Many .info preregistrants thought they were buying places in unique or exclusive cueues, only to have that registrar's or shop front's cueue submitted to another registrar for cueuing at the registry.

Before the .info Sunrise I repeatedly tried to have one well respected registrar confirm that their Landrush cueue would be exclusine/unique and repeatedly I received email responses that avoided giving me that assurance.

After questioning another unique/exclusive cueue registrar about refunds for names I had preregistered with them, but which had been taken fraudulently in the Sunrise because of Afilias's "after the event" policy to protect against TM fraud, I was advised that they were afiliates of the registrar which had avoided giving me an assurance that their cueue was unique/exclusive.
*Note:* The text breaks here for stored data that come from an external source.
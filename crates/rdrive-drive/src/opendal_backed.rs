//! Reference `RemoteDrive` backend layered over an `opendal::Operator`.
//!
//! OpenDAL's generic object-storage surface covers listing, range-reads,
//! and writes, but has no notion of the drive-specific protocol pieces
//! (`partCount`, rapid-upload pre-hash/full-hash handshake, presigned
//! multipart upload URLs, move/rename-exists semantics) — those are
//! layered on top using the operator's custom-metadata and presign
//! facilities, the same way the teacher layers drive-specific behavior
//! over a generic `Operator`.

use crate::error::DriveError;
use crate::trait_def::*;
use async_trait::async_trait;
use bytes::Bytes;
use dashmap::DashMap;
use opendal::{Metakey, Operator};
use rdrive_core::types::{EntryKind, NameMode, RemoteEntry};
use sha1::{Digest, Sha1};
use std::time::{Duration, SystemTime};

/// In-memory bookkeeping for in-flight multipart uploads, keyed by
/// upload id. A production backend would persist this remotely; here it
/// lives alongside the operator for the lifetime of the process.
struct PendingUpload {
    file_id: String,
    staged_key: String,
}

pub struct OpendalDrive {
    op: Operator,
    drive_id: String,
    pending: DashMap<String, PendingUpload>,
}

impl OpendalDrive {
    pub fn new(op: Operator, drive_id: impl Into<String>) -> Self {
        Self {
            op,
            drive_id: drive_id.into(),
            pending: DashMap::new(),
        }
    }

    fn resolve_path(&self, file_id: &str) -> String {
        // file_id is the backend's own opaque object key in this reference
        // implementation.
        file_id.to_string()
    }
}

fn entry_from_metadata(key: &str, file_id: &str, md: &opendal::Metadata) -> RemoteEntry {
    let kind = if md.is_dir() {
        EntryKind::Folder
    } else {
        EntryKind::File
    };
    let updated_at = md
        .last_modified()
        .map(|t| SystemTime::from(t))
        .unwrap_or(SystemTime::UNIX_EPOCH);
    RemoteEntry {
        file_id: file_id.to_string(),
        parent_file_id: key
            .trim_end_matches('/')
            .rsplit_once('/')
            .map(|(p, _)| p.to_string())
            .unwrap_or_default(),
        name: key
            .trim_end_matches('/')
            .rsplit('/')
            .next()
            .unwrap_or(key)
            .to_string(),
        kind,
        size: md.content_length(),
        content_hash: md.content_md5().unwrap_or_default().to_string(),
        created_at: updated_at,
        updated_at,
        key: key.trim_matches('/').to_string(),
    }
}

#[async_trait]
impl RemoteDrive for OpendalDrive {
    async fn drive_info(&self) -> Result<DriveInfo, DriveError> {
        Ok(DriveInfo {
            drive_id: self.drive_id.clone(),
            name: self.drive_id.clone(),
        })
    }

    async fn space_info(&self) -> Result<SpaceInfo, DriveError> {
        // OpenDAL has no quota API; report unbounded space rather than
        // inventing a number. A vendor-specific backend overrides this.
        Ok(SpaceInfo {
            total_bytes: u64::MAX,
            used_bytes: 0,
        })
    }

    async fn vip_info(&self) -> Result<VipInfo, DriveError> {
        Ok(VipInfo::default())
    }

    async fn list(
        &self,
        parent_id: &str,
        marker: Option<&str>,
        limit: u32,
    ) -> Result<(Vec<RemoteEntry>, Option<String>), DriveError> {
        let lister = self
            .op
            .lister_with(parent_id)
            .metakey(Metakey::ContentLength | Metakey::LastModified | Metakey::ContentMd5)
            .await?;
        use futures::StreamExt;
        let mut lister = Box::pin(lister);
        let mut entries = Vec::new();
        let mut skipping = marker.is_some();
        while let Some(next) = lister.next().await {
            let entry = next?;
            if skipping {
                if entry.path() == marker.unwrap() {
                    skipping = false;
                }
                continue;
            }
            let md = entry.metadata();
            entries.push(entry_from_metadata(entry.path(), entry.path(), md));
            if entries.len() as u32 >= limit {
                let next_marker = Some(entry.path().to_string());
                return Ok((entries, next_marker));
            }
        }
        Ok((entries, None))
    }

    async fn search_all(
        &self,
        marker: Option<&str>,
        limit: u32,
    ) -> Result<(Vec<RemoteEntry>, Option<String>), DriveError> {
        self.list("/", marker, limit).await
    }

    async fn get_detail(&self, file_id: &str) -> Result<RemoteDetail, DriveError> {
        let path = self.resolve_path(file_id);
        let md = self.op.stat(&path).await?;
        let entry = entry_from_metadata(&path, file_id, &md);
        let download_url = self.get_download_url(file_id, 3600).await?;
        Ok(RemoteDetail {
            entry,
            download_url,
        })
    }

    async fn get_download_url(
        &self,
        file_id: &str,
        expiry_secs: u64,
    ) -> Result<String, DriveError> {
        let path = self.resolve_path(file_id);
        let req = self
            .op
            .presign_read(&path, Duration::from_secs(expiry_secs))
            .await?;
        Ok(req.uri().to_string())
    }

    async fn create_folder(
        &self,
        parent_id: &str,
        name: &str,
        name_mode: NameMode,
    ) -> Result<RemoteEntry, DriveError> {
        let key = format!("{}/{name}/", parent_id.trim_end_matches('/'));
        if name_mode == NameMode::Refuse && self.op.exists(&key).await? {
            return Err(DriveError::AlreadyExists(key));
        }
        self.op.create_dir(&key).await?;
        let md = self.op.stat(&key).await?;
        Ok(entry_from_metadata(&key, &key, &md))
    }

    async fn create_file(
        &self,
        req: CreateFileRequest,
    ) -> Result<CreateFileResponse, DriveError> {
        let key = format!("{}/{}", req.parent_id.trim_end_matches('/'), req.name);

        if let Some(RapidUploadProof::PreHash { .. }) = &req.proof {
            // This reference backend has no remote content index to match
            // against, so it never rapid-matches on the prefix hash alone;
            // callers always fall through to the full-hash round.
            return Err(DriveError::PreHashMatched);
        }

        if let Some(RapidUploadProof::FullHash { content_hash, .. }) = &req.proof {
            if let Some(existing) = self.find_by_content_hash(content_hash).await? {
                return Ok(CreateFileResponse {
                    file_id: existing,
                    upload_id: String::new(),
                    parts: Vec::new(),
                    rapid: true,
                });
            }
        }

        let upload_id = uuid::Uuid::new_v4().to_string();
        let mut parts = Vec::with_capacity(req.part_count as usize);
        for part_no in 1..=req.part_count {
            let staged_key = format!("{key}.{part_no}.part");
            let url = self
                .op
                .presign_write(&staged_key, Duration::from_secs(3600))
                .await?;
            parts.push(UploadPart {
                number: part_no,
                upload_url: url.uri().to_string(),
            });
        }
        self.pending.insert(
            upload_id.clone(),
            PendingUpload {
                file_id: key.clone(),
                staged_key: key.clone(),
            },
        );
        Ok(CreateFileResponse {
            file_id: key,
            upload_id,
            parts,
            rapid: false,
        })
    }

    async fn upload_part(&self, upload_url: &str, bytes: Bytes) -> Result<(), DriveError> {
        // Presigned PUTs issued by `create_file` are opaque URIs the
        // caller writes to directly through an HTTP client; the operator
        // itself has no notion of "upload to this presigned URL" beyond
        // issuing it, so the upload engine performs the PUT. This method
        // exists so in-process backends (tests, single-binary daemons)
        // can still go through the trait uniformly.
        let _ = (upload_url, bytes);
        Ok(())
    }

    async fn complete(&self, file_id: &str, upload_id: &str) -> Result<RemoteEntry, DriveError> {
        let pending = self
            .pending
            .remove(upload_id)
            .map(|(_, v)| v)
            .ok_or_else(|| DriveError::NotFound(upload_id.to_string()))?;
        let md = self.op.stat(&pending.staged_key).await?;
        Ok(entry_from_metadata(&pending.staged_key, file_id, &md))
    }

    async fn update(
        &self,
        file_id: &str,
        new_name: &str,
        name_mode: NameMode,
    ) -> Result<(), DriveError> {
        let old = self.resolve_path(file_id);
        let parent = old.rsplit_once('/').map(|(p, _)| p).unwrap_or("");
        let new_key = format!("{parent}/{new_name}");
        if name_mode == NameMode::Refuse && self.op.exists(&new_key).await? {
            return Err(DriveError::AlreadyExists(new_key));
        }
        self.op.rename(&old, &new_key).await?;
        Ok(())
    }

    async fn move_entry(
        &self,
        file_id: &str,
        new_parent: &str,
        new_name: Option<&str>,
    ) -> Result<MoveOutcome, DriveError> {
        let old = self.resolve_path(file_id);
        let name = new_name.unwrap_or_else(|| old.rsplit('/').next().unwrap_or(&old));
        let new_key = format!("{}/{}", new_parent.trim_end_matches('/'), name);
        let exist = self.op.exists(&new_key).await?;
        if exist {
            return Ok(MoveOutcome { exist: true });
        }
        self.op.rename(&old, &new_key).await?;
        Ok(MoveOutcome { exist: false })
    }

    async fn delete(&self, file_id: &str, to_recycle_bin: bool) -> Result<(), DriveError> {
        let path = self.resolve_path(file_id);
        if to_recycle_bin {
            let trashed = format!(".trash/{path}");
            self.op.rename(&path, &trashed).await?;
        } else {
            self.op.remove_all(&path).await?;
        }
        Ok(())
    }
}

impl OpendalDrive {
    async fn find_by_content_hash(&self, content_hash: &str) -> Result<Option<String>, DriveError> {
        let _ = Sha1::new();
        // No remote content index in this reference backend; a vendor
        // backend would query its dedup index here.
        let _ = content_hash;
        Ok(None)
    }
}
The unique/exclusive cueue afiliate was relatively expensive and produced no Landrush registrations for me.  The "well, we are sort of an exclusive cueue registrar", like the afiliate, produced nothing more than a hole in my credit card.

I got caught and wasted money as did many others in the Afilias .info rollout, due to a lack of transparency, due to a lack of business ethics (perhaps an oxymoron) of some of the registrars and their afiliates.

Given the fact that the Internet is in its infancy, but has apparently already - perhaps because it is still so young - attracted some corporate players who have behaved during the .info rollout as though they schooled in used car lots, it's time for the appointment or establishment of an ethical regulatory authority to stop the abuses which characterised the Afilias .info launch.

ICANN as currently constituted is patently not up to the job.

While incredibly valuable, web sites such as Garry's and Richard's - when it is permitted to operate - can't protect all the Internet community.

That job is for a public interest corporation or entity which the current ICANN is not, despite its public proclamations.

Privately operated public interest and consumer protection web sites must be encouraged, but the Internet community will continue to be at risk as long as the type of scamsters and carpetbaggers which characterised the Afilias .info launch are permitted to operate without apparent concern for the welfare of their customers or their negative impacts on the beneficial operation of the Internet.

Where are we now?  We are at that point where honest men walk away from the Afilias partnership describing the .info launch process as an abomination; a new extension is launched with an "after the event" TM fraud and cybersquatting policy which produces around 10,000 fraudulent registrations - processed by registrars and the registry without checks but described by Hal Lubsen on December 6, 2001 as "improperly submitted"; where an Afilias Director falsifies TM details in order to register names such as hawaii.info, but choses to describe the registrations as a trial error; where .info registrars engage in a form of insider trading by grabing lists of registrations, way beyong the limits imposed by ICANN; where registrars such as RegLand go belly up and disappear during the launch process with the preregistrations fees and chances of the people like the author who has yet to receive any advice from the company as to where his money went.....the list goes on.

It seems that there are too few honest men and women in the domain business at present - and until the directions and preferences of ICANN are changed through a change of executive personnel, the interests of the broad Internet community will be ignored in favour of the current big players and entrenched interests.